Special Interest Groups

David A. Williams, PhD, Department Editor

Psychosocial Research SIG to Focus on New Directions in Outcome Assessment

Joan Romano, PhD

The Psychosocial Research Special Interest Group (SIG) met in March 2002 during the APS Annual Scientific Meeting in Baltimore. The meeting, chaired by Bob Kerns, PhD, focused on new directions in outcome assessment, including the development and selection of outcome measures for clinical trials. The meeting featured a presentation by C. Richard Chapman, PhD, “New Directions in Outcome Measurement of Psychosocial Interventions for Pain.” Dr. Chapman says with the advent of evidence-based medicine, there has been rapid change in how interventions are evaluated. This necessitates the demonstration of outcomes relevant to a broader audience of clinicians, payers, and researchers. Outcome measures increasingly provide a basis for making decisions about healthcare expenditures, resulting in concomitant demand for a new degree of methodological rigor in outcome assessment.

Chapman noted the Cochrane Collaboration has been a leader in this movement by setting rigorous standards for evaluating studies included in meta-analyses and systematic reviews. Ideally, each study should be randomized and include attention to issues of validity, sample size, appropriate measures, and appropriate statistical analyses. The Cochrane Collaboration has championed the use of the number needed to treat (NNT) statistic, a measure of the number of patients who must be treated to demonstrate a given outcome. NNT is calculated by dividing 1 by the proportion of patients benefiting from treatment minus the number benefiting from the control treatment. NNT can also be used to compare different endpoints in a study. In addition, one can calculate a similar statistic, the number needed to harm (NNH), which provides a useful index of adverse events. Psychosocial researchers interested in learning more about these standards should go to the Cochrane Collaboration Web site (www.cochrane.org) and download the Cochrane Reviewer’s Handbook.

Dr. Chapman encourages psychosocial researchers to begin incorporating an array of measures more closely tied to key provider and patient outcomes into their research. Such outcomes include number of physician and emergency room visits, hospitalizations, and surgeries; drug costs; and return to work. Key outcomes of interest to employers, compensation boards, and disability insurers may include sick absenteeism, disability, decreased productivity, coworker overload, and litigation.

During the ensuing discussion, it was noted that in many respects, psychosocial treatments have a stronger empirical base of support than interventions in other areas. Some positive trends include support for multicenter trials of pain management in the VA system and increasing attention to measuring outcomes such as disability and function as well as pain reported in medication trials. It was suggested a function of the Psychosocial Research SIG might be to develop a consensus for the incorporation of certain outcome measures into clinical studies of treatment efficacy or effectiveness.
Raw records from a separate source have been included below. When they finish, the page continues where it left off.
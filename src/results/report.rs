//! Report generation for test runs
//!
//! Renders a [`StoredRun`] as a plain-text summary, Markdown or a standalone
//! HTML page.

use chrono::{DateTime, Local};

use crate::models::CaseResult;
use crate::results::storage::StoredRun;
use crate::utils::format_hms;

const RULE_WIDTH: usize = 72;

/// Report output format
#[derive(Clone, Copy, Debug, PartialEq, Eq)]
pub enum ReportFormat {
    Text,
    Markdown,
    Html,
}

impl ReportFormat {
    pub fn from_str(s: &str) -> Option<Self> {
        match s.to_lowercase().as_str() {
            "text" | "txt" => Some(ReportFormat::Text),
            "markdown" | "md" => Some(ReportFormat::Markdown),
            "html" | "htm" => Some(ReportFormat::Html),
            _ => None,
        }
    }
}

/// Report generator
pub struct ReportGenerator;

impl ReportGenerator {
    pub fn render(run: &StoredRun, format: ReportFormat) -> String {
        match format {
            ReportFormat::Text => Self::text(run),
            ReportFormat::Markdown => Self::markdown(run),
            ReportFormat::Html => Self::html(run),
        }
    }

    /// Plain-text summary table
    pub fn text(run: &StoredRun) -> String {
        let mut output = String::new();

        output.push_str(&format!("{}\n", "=".repeat(RULE_WIDTH)));
        output.push_str(&format!("Total: {}\n", run.summary.total));
        output.push_str(&format!(
            "Started: {}    Finished: {}    Elapsed: {}\n",
            format_datetime(&run.started_at),
            format_datetime(&run.finished_at),
            format_hms(run.elapsed())
        ));
        output.push_str(&format!("{}\n", "-".repeat(RULE_WIDTH)));
        output.push_str(&format!("{:<14}{:<10}{}\n", "Result", "Count", "Percent (%)"));
        for (result, count, percent) in run.summary.rows() {
            output.push_str(&format!("{:<14}{:<10}{:.2}\n", result.label(), count, percent));
        }
        output.push_str(&format!("{}\n", "=".repeat(RULE_WIDTH)));

        output
    }

    pub fn markdown(run: &StoredRun) -> String {
        let mut output = String::new();

        output.push_str(&format!("# {} Test Report\n\n", run.project));
        output.push_str("## Summary\n\n");
        output.push_str("| Result | Count | Percent (%) |\n");
        output.push_str("|--------|-------|-------------|\n");
        for (result, count, percent) in run.summary.rows() {
            output.push_str(&format!("| {} | {} | {:.2} |\n", result.label(), count, percent));
        }

        output.push_str("\n## Cases\n\n");
        output.push_str("| Module | Title | Priority | Result | Attempts |\n");
        output.push_str("|--------|-------|----------|--------|----------|\n");
        for case in &run.cases {
            output.push_str(&format!(
                "| {} | {} | {} | {} | {} |\n",
                case.module,
                case.title,
                case.priority,
                case.record.result.label(),
                case.record.attempts
            ));
        }

        output
    }

    /// Standalone HTML page with an overview and per-case detail rows
    pub fn html(run: &StoredRun) -> String {
        let project = escape_html(&run.project);
        let mut output = String::new();

        output.push_str(&format!(
            r#"<!DOCTYPE html>
<html lang="en">
<head>
    <meta charset="UTF-8">
    <title>{project} Test Report</title>
    <style>
        body {{ font-family: -apple-system, BlinkMacSystemFont, 'Segoe UI', Roboto, sans-serif; margin: 40px; }}
        table, caption, tr, th, td {{ border: 2px solid gray; border-collapse: collapse; }}
        .pass {{ background-color: green; }}
        .fail {{ background-color: red; cursor: pointer; text-decoration: underline; }}
        .block {{ background-color: yellow; cursor: pointer; text-decoration: underline; }}
        .timeout {{ background-color: lightgray; cursor: pointer; text-decoration: underline; }}
        .detail {{ display: none; }}
        #detail {{ position: fixed; left: 0; top: 0; width: 100%; height: 100%; background-color: rgba(0,0,0,0.5); display: none; }}
        #detail > div {{ width: 80%; max-height: 80%; margin: 5% auto; overflow: auto; background-color: white; }}
    </style>
</head>
<body>
<h1 style="text-align: center">{project} Test Report</h1>
<table style="width: 50%; margin: auto; text-align: center">
    <caption style="background-color: lightgray">
        <div style="font-size: 1.5rem; font-weight: bold">Overview</div>
        <div style="text-align: left">Total: {total}</div>
        <div style="text-align: left">Started: {started} &nbsp;&nbsp; Finished: {finished} &nbsp;&nbsp; Elapsed: {elapsed}</div>
    </caption>
    <tr><th style="width: 40%">Result</th><th style="width: 30%">Count</th><th style="width: 30%">Percent (%)</th></tr>
"#,
            total = run.summary.total,
            started = format_datetime(&run.started_at),
            finished = format_datetime(&run.finished_at),
            elapsed = format_hms(run.elapsed()),
        ));

        for (result, count, percent) in run.summary.rows() {
            output.push_str(&format!(
                "    <tr><td>{}</td><td>{}</td><td>{:.2}</td></tr>\n",
                result.label(),
                count,
                percent
            ));
        }
        output.push_str("</table>\n<br>\n");

        output.push_str(
            r#"<table style="width: 100%; text-align: center">
    <caption style="background-color: lightgray; font-size: 1.5rem; font-weight: bold">Details</caption>
    <tr>
        <th style="width: 20%">Module</th>
        <th style="width: 45%">Title</th>
        <th style="width: 5%">Priority</th>
        <th style="width: 10%">Start</th>
        <th style="width: 10%">Stop</th>
        <th style="width: 10%">Result</th>
        <th class="detail">Detail</th>
    </tr>
"#,
        );

        for case in &run.cases {
            let record = &case.record;
            let (start, stop) = match record.result {
                CaseResult::NotExecuted => ("--".to_string(), "--".to_string()),
                _ => (format_time(&record.start_time), format_time(&record.stop_time)),
            };
            let cell = match result_class(record.result) {
                Some(class) if record.result.is_adverse() => format!(
                    r#"<td class="{class}" onclick="openDetail(this)">{}</td>"#,
                    record.result.label()
                ),
                Some(class) => format!(r#"<td class="{class}">{}</td>"#, record.result.label()),
                None => format!("<td>{}</td>", record.result.label()),
            };

            output.push_str(&format!(
                r#"    <tr>
        <td style="text-align: left">{}</td>
        <td style="text-align: left">{}</td>
        <td>{}</td>
        <td>{}</td>
        <td>{}</td>
        {}
        <td class="detail">{}</td>
    </tr>
"#,
                escape_html(&case.module),
                escape_html(&case.title),
                case.priority,
                start,
                stop,
                cell,
                escape_html(&record.detail)
            ));
        }

        output.push_str(
            r#"</table>
<div id="detail" onclick="closeDetail()">
    <div onclick="event.cancelBubble = true">
        <pre style="margin: 1rem; color: red; font-weight: bold" id="detail-content"></pre>
        <div style="margin-bottom: 1rem; text-align: center"><button onclick="closeDetail()">Close</button></div>
    </div>
</div>
<script>
    function openDetail(obj) {
        document.getElementById('detail-content').innerHTML = obj.nextElementSibling.innerHTML;
        document.getElementById('detail').style.display = 'inline';
    }

    function closeDetail() {
        document.getElementById('detail').style.display = 'none';
    }
</script>
</body>
</html>
"#,
        );

        output
    }
}

fn result_class(result: CaseResult) -> Option<&'static str> {
    match result {
        CaseResult::Pass => Some("pass"),
        CaseResult::Fail => Some("fail"),
        CaseResult::Block => Some("block"),
        CaseResult::Timeout => Some("timeout"),
        CaseResult::NotExecuted | CaseResult::Executing => None,
    }
}

fn format_datetime(dt: &Option<DateTime<Local>>) -> String {
    dt.map(|t| t.format("%Y-%m-%d %H:%M:%S").to_string())
        .unwrap_or_else(|| "--".to_string())
}

fn format_time(dt: &Option<DateTime<Local>>) -> String {
    dt.map(|t| t.format("%H:%M:%S").to_string())
        .unwrap_or_else(|| "--".to_string())
}

fn escape_html(s: &str) -> String {
    let mut escaped = String::with_capacity(s.len());
    for c in s.chars() {
        match c {
            '&' => escaped.push_str("&amp;"),
            '<' => escaped.push_str("&lt;"),
            '>' => escaped.push_str("&gt;"),
            '"' => escaped.push_str("&quot;"),
            '\'' => escaped.push_str("&#39;"),
            _ => escaped.push(c),
        }
    }
    escaped
}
In the business portion of the meeting, a new steering committee for 2002-2003 was voted-in. Committee members are Frank Keefe, PhD (chair); Michael Geisser, PhD; Michael Robinson, PhD; Mark Sullivan, MD PhD; and Ray Tait, PhD (the 2001-2002 steering committee members were Bob Kerns, PhD and Joan Romano, PhD (co-chairs); Frank Keefe, PhD; and Dennis Turk, PhD). The Psychosocial Research SIG meeting to be held at the 2003 APS Annual Scientific Meeting will feature presentations of recent cutting-edge research findings.